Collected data
☆ ☆ ☆
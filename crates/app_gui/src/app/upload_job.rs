//! Runs one upload off the UI thread and hands the outcome back over a channel.

use seed_core::{AnalysisBatch, SelectedFile, Transport, UploadClient, UploadError};
use std::sync::mpsc::{self, Receiver, TryRecvError};
use std::thread;
use std::time::{Duration, Instant};

pub(super) struct UploadJob {
    rx: Receiver<Result<AnalysisBatch, UploadError>>,
    started: Instant,
    file_count: usize,
}

/// Outcome of polling a running job.
pub(super) enum JobPoll {
    Running,
    Finished {
        outcome: Result<AnalysisBatch, UploadError>,
        elapsed: Duration,
    },
}

impl UploadJob {
    /// Spawn the worker. `on_done` runs on the worker after the outcome is sent,
    /// typically to request a repaint.
    pub(super) fn spawn<T, F>(
        client: UploadClient<T>,
        files: Vec<SelectedFile>,
        on_done: F,
    ) -> Self
    where
        T: Transport + Send + 'static,
        F: FnOnce() + Send + 'static,
    {
        let (tx, rx) = mpsc::channel();
        let file_count = files.len();
        thread::spawn(move || {
            let outcome = client.upload(&files);
            let _ = tx.send(outcome);
            on_done();
        });
        Self {
            rx,
            started: Instant::now(),
            file_count,
        }
    }

    pub(super) fn file_count(&self) -> usize {
        self.file_count
    }

    pub(super) fn poll(&self) -> JobPoll {
        match self.rx.try_recv() {
            Ok(outcome) => JobPoll::Finished {
                outcome,
                elapsed: self.started.elapsed(),
            },
            Err(TryRecvError::Empty) => JobPoll::Running,
            Err(TryRecvError::Disconnected) => JobPoll::Finished {
                outcome: Err(UploadError::UploadFailed(
                    "upload worker stopped unexpectedly".into(),
                )),
                elapsed: self.started.elapsed(),
            },
        }
    }
}
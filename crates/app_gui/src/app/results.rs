//! Results screen: table, summary figures and charts.

use super::charts;
use eframe::egui;
use egui_extras::{Column, TableBuilder};
use seed_core::view::{ResultView, TABLE_HEADERS, TableRow};

pub(super) fn render_results(ui: &mut egui::Ui, view: &ResultView) {
    if view.is_empty() {
        ui.centered_and_justified(|ui| {
            ui.label("Select seed images and press \"Upload & Analyze\".");
        });
        return;
    }

    egui::ScrollArea::vertical()
        .auto_shrink([false; 2])
        .show(ui, |ui| {
            ui.heading("Analysis Results");
            ui.add_space(6.0);
            render_table(ui, &view.rows);

            if let Some(summary) = &view.summary {
                ui.add_space(16.0);
                ui.horizontal_top(|ui| {
                    ui.vertical(|ui| {
                        ui.heading("Summary");
                        for figure in &summary.figures {
                            ui.label(egui::RichText::new(figure).size(18.0));
                        }
                    });
                    ui.add_space(48.0);
                    ui.vertical(|ui| {
                        ui.heading("Severity Distribution");
                        charts::pie_chart(ui, summary);
                    });
                });
            }

            ui.add_space(16.0);
            ui.heading("Pest Count Per Seed");
            charts::bar_chart(ui, &view.bars);
        });
}

fn render_table(ui: &mut egui::Ui, rows: &[TableRow]) {
    TableBuilder::new(ui)
        .striped(true)
        .vscroll(false)
        .cell_layout(egui::Layout::centered_and_justified(
            egui::Direction::LeftToRight,
        ))
        .columns(Column::auto().at_least(110.0), TABLE_HEADERS.len())
        .header(24.0, |mut header| {
            for title in TABLE_HEADERS {
                header.col(|ui| {
                    ui.strong(title);
                });
            }
        })
        .body(|mut body| {
            for row in rows {
                body.row(20.0, |mut table_row| {
                    for cell in row.cells() {
                        table_row.col(|ui| {
                            ui.label(cell);
                        });
                    }
                });
            }
        });
}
☆ ☆ ☆
What the task requires
Wherever the word "Duration" appears in the entries above, copy that line.

Reply to the task
use std::time::{Duration, Instant};
        elapsed: Duration,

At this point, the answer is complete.